Data items
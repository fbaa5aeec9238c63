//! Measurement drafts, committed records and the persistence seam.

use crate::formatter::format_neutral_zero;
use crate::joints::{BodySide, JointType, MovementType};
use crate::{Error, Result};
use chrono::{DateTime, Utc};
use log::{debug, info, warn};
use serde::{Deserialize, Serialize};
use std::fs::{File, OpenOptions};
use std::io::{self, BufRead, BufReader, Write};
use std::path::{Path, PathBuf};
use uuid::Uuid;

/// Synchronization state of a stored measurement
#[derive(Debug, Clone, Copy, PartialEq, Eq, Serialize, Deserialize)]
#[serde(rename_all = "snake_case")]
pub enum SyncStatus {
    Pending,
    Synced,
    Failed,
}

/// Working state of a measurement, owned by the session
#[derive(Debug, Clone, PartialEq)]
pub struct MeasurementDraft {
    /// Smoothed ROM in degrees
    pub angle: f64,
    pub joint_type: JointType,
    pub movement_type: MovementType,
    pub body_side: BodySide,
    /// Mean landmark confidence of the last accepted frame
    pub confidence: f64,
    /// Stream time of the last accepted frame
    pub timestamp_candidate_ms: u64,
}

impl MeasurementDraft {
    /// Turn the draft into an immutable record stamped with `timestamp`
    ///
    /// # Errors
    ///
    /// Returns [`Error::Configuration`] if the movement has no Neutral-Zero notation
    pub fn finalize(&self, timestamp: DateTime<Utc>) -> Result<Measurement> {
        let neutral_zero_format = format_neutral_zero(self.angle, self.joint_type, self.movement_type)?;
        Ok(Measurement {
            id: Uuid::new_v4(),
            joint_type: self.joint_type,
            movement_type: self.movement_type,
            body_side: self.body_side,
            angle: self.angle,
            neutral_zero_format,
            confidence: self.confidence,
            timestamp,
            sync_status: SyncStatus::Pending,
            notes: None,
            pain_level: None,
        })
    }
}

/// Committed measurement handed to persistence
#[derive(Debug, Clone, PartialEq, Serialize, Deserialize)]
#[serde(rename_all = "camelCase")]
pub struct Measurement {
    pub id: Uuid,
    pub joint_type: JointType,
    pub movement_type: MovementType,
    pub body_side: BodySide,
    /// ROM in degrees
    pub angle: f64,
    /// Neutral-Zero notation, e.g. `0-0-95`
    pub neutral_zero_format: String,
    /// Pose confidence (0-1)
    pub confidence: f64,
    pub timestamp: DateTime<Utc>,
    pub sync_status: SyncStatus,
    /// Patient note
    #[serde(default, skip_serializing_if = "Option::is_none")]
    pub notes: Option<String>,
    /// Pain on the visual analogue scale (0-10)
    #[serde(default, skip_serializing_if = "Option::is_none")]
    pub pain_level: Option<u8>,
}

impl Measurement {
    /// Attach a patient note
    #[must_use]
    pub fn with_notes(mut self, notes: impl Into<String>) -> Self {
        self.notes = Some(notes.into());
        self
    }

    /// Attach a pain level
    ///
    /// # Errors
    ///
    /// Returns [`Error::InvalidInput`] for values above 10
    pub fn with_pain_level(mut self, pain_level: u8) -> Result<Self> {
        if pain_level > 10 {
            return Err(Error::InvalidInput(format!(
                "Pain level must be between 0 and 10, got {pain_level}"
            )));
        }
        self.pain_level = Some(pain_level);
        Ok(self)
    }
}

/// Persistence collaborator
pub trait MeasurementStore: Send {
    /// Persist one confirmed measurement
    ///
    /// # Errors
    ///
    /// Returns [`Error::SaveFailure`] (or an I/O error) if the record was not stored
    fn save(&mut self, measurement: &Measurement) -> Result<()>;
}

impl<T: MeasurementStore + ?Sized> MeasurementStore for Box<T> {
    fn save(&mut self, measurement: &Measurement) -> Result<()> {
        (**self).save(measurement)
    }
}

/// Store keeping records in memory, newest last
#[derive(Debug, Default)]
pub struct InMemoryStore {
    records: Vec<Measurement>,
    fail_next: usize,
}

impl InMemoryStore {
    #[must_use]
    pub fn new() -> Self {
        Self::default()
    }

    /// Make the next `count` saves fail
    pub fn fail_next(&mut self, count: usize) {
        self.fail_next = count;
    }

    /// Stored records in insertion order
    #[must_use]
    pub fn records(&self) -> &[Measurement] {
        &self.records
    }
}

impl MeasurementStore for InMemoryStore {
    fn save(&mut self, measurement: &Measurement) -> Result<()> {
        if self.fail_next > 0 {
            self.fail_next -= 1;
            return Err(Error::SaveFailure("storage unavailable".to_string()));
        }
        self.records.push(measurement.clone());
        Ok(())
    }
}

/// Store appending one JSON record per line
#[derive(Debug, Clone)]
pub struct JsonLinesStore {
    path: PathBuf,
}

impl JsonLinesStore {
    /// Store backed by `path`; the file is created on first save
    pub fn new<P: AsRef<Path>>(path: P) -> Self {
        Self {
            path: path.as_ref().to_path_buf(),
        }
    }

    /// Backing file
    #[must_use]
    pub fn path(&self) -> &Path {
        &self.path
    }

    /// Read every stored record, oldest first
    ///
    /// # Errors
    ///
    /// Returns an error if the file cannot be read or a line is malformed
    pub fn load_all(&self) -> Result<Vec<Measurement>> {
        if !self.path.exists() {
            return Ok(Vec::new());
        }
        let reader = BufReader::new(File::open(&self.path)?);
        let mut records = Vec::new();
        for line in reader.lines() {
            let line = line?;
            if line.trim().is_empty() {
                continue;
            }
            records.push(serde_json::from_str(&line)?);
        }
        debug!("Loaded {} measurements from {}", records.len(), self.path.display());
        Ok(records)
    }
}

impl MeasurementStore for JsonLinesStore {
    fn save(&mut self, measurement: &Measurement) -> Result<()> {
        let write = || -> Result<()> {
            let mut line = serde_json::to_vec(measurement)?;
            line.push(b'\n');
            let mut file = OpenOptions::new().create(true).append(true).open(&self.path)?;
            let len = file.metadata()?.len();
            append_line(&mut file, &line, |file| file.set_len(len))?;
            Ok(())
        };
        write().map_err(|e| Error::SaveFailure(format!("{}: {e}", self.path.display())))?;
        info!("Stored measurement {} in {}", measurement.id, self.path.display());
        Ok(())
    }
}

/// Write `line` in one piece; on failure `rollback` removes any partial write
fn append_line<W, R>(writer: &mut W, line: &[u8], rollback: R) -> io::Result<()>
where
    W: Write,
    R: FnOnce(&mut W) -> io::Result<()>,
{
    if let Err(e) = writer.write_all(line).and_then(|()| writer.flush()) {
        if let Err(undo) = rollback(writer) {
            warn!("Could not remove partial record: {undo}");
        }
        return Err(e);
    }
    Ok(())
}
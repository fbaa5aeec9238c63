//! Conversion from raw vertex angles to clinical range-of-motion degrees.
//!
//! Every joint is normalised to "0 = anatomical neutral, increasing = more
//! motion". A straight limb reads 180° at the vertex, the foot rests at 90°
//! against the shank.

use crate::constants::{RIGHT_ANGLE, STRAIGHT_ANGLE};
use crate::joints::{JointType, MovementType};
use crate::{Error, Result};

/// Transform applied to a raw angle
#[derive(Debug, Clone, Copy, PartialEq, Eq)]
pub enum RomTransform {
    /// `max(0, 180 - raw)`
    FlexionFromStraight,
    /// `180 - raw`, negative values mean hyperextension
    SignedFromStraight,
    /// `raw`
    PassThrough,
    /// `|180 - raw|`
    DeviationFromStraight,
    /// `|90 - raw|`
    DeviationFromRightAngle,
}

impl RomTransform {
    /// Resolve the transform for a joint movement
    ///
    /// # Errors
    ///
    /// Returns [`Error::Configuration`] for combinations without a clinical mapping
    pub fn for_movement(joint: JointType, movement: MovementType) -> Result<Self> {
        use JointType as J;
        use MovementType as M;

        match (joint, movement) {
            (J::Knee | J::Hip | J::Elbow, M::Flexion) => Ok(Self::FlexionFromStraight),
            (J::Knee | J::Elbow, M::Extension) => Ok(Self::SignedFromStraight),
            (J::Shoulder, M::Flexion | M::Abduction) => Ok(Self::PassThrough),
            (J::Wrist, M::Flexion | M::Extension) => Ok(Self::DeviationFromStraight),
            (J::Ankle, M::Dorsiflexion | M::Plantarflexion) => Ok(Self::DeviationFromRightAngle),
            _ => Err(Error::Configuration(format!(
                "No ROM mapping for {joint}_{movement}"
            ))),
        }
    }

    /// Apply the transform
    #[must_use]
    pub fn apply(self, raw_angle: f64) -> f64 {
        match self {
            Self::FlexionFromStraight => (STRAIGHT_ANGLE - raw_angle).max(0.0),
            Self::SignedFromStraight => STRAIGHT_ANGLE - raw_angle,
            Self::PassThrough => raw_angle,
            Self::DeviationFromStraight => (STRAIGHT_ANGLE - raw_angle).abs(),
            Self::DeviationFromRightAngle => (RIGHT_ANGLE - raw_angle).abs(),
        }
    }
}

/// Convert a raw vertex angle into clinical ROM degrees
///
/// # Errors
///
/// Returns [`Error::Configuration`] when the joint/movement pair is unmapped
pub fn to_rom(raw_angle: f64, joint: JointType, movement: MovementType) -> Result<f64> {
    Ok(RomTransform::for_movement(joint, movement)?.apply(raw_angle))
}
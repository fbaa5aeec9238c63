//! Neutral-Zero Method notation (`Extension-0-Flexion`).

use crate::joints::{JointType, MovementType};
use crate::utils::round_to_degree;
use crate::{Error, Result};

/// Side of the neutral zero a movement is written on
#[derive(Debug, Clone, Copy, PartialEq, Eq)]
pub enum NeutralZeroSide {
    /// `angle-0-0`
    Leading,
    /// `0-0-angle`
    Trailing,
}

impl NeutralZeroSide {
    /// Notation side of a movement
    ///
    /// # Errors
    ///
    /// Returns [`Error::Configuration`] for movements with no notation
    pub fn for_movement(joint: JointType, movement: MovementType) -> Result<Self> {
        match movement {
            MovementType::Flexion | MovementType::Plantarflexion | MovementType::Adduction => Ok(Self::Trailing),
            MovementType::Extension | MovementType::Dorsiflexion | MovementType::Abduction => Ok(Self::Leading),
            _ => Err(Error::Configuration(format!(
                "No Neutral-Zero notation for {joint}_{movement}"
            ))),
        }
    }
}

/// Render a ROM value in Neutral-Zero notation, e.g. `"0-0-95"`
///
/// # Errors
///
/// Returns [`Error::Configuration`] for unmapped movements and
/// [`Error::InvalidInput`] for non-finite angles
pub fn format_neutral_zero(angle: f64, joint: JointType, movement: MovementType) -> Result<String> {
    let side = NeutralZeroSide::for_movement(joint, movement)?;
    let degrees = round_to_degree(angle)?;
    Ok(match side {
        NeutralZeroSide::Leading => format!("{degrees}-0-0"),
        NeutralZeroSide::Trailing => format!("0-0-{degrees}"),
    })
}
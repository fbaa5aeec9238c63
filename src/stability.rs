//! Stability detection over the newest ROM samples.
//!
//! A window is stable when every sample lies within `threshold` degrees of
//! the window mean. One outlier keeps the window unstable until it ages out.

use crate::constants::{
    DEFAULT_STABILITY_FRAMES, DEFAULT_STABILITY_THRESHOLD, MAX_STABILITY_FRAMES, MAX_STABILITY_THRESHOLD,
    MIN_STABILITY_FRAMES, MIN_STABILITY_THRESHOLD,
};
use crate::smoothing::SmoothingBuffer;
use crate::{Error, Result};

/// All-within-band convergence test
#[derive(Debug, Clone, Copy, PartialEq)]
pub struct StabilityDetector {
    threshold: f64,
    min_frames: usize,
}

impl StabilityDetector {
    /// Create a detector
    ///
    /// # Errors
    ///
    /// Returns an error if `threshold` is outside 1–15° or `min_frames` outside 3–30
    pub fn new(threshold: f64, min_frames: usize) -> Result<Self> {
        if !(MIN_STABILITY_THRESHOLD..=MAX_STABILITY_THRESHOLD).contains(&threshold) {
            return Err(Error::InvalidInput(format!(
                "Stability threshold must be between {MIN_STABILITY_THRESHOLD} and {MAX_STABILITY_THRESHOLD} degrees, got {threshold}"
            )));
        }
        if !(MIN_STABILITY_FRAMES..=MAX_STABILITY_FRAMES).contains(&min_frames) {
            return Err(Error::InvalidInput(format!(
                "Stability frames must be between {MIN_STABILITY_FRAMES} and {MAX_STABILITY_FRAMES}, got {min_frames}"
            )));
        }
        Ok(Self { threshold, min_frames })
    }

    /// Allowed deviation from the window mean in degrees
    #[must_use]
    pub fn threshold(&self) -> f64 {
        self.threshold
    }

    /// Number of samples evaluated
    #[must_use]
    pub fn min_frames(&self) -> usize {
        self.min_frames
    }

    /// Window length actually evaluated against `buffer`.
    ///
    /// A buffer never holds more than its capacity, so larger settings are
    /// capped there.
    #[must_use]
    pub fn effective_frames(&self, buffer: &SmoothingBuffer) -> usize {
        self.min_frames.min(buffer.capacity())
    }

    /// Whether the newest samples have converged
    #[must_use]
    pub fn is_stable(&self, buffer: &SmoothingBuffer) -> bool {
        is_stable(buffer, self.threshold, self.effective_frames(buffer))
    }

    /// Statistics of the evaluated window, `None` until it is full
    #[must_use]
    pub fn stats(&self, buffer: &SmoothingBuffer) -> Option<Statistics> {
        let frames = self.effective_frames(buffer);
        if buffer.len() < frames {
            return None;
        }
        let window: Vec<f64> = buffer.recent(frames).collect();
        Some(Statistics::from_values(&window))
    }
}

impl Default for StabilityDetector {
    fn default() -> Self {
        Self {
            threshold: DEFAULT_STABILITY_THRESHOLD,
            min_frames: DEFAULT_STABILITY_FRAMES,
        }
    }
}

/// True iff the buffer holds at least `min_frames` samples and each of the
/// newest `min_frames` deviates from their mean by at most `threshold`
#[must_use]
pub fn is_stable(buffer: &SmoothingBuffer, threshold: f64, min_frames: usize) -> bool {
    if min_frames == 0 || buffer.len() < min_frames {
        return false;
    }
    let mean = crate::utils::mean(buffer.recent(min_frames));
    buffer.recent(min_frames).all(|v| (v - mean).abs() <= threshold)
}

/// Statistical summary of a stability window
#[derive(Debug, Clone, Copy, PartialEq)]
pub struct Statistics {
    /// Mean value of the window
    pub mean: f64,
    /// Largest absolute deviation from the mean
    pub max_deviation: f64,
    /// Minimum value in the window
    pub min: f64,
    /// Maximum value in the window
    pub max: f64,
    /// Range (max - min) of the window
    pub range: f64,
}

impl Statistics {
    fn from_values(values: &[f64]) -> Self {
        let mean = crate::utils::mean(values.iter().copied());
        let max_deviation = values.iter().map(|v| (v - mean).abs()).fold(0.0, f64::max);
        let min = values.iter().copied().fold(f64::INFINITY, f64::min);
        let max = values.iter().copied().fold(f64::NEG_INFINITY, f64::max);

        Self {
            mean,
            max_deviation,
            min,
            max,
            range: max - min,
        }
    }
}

▶ [Work instruction] Out of the data above, set down the lines from the one with "threshold must be" to the one with "frames must be", both included, exactly as written and with no additions.

▶ [Result for this exercise]
                "Stability threshold must be between {MIN_STABILITY_THRESHOLD} and {MAX_STABILITY_THRESHOLD} degrees, got {threshold}"
            )));
        }
        if !(MIN_STABILITY_FRAMES..=MAX_STABILITY_FRAMES).contains(&min_frames) {
            return Err(Error::InvalidInput(format!(
                "Stability frames must be between {MIN_STABILITY_FRAMES} and {MAX_STABILITY_FRAMES}, got {min_frames}"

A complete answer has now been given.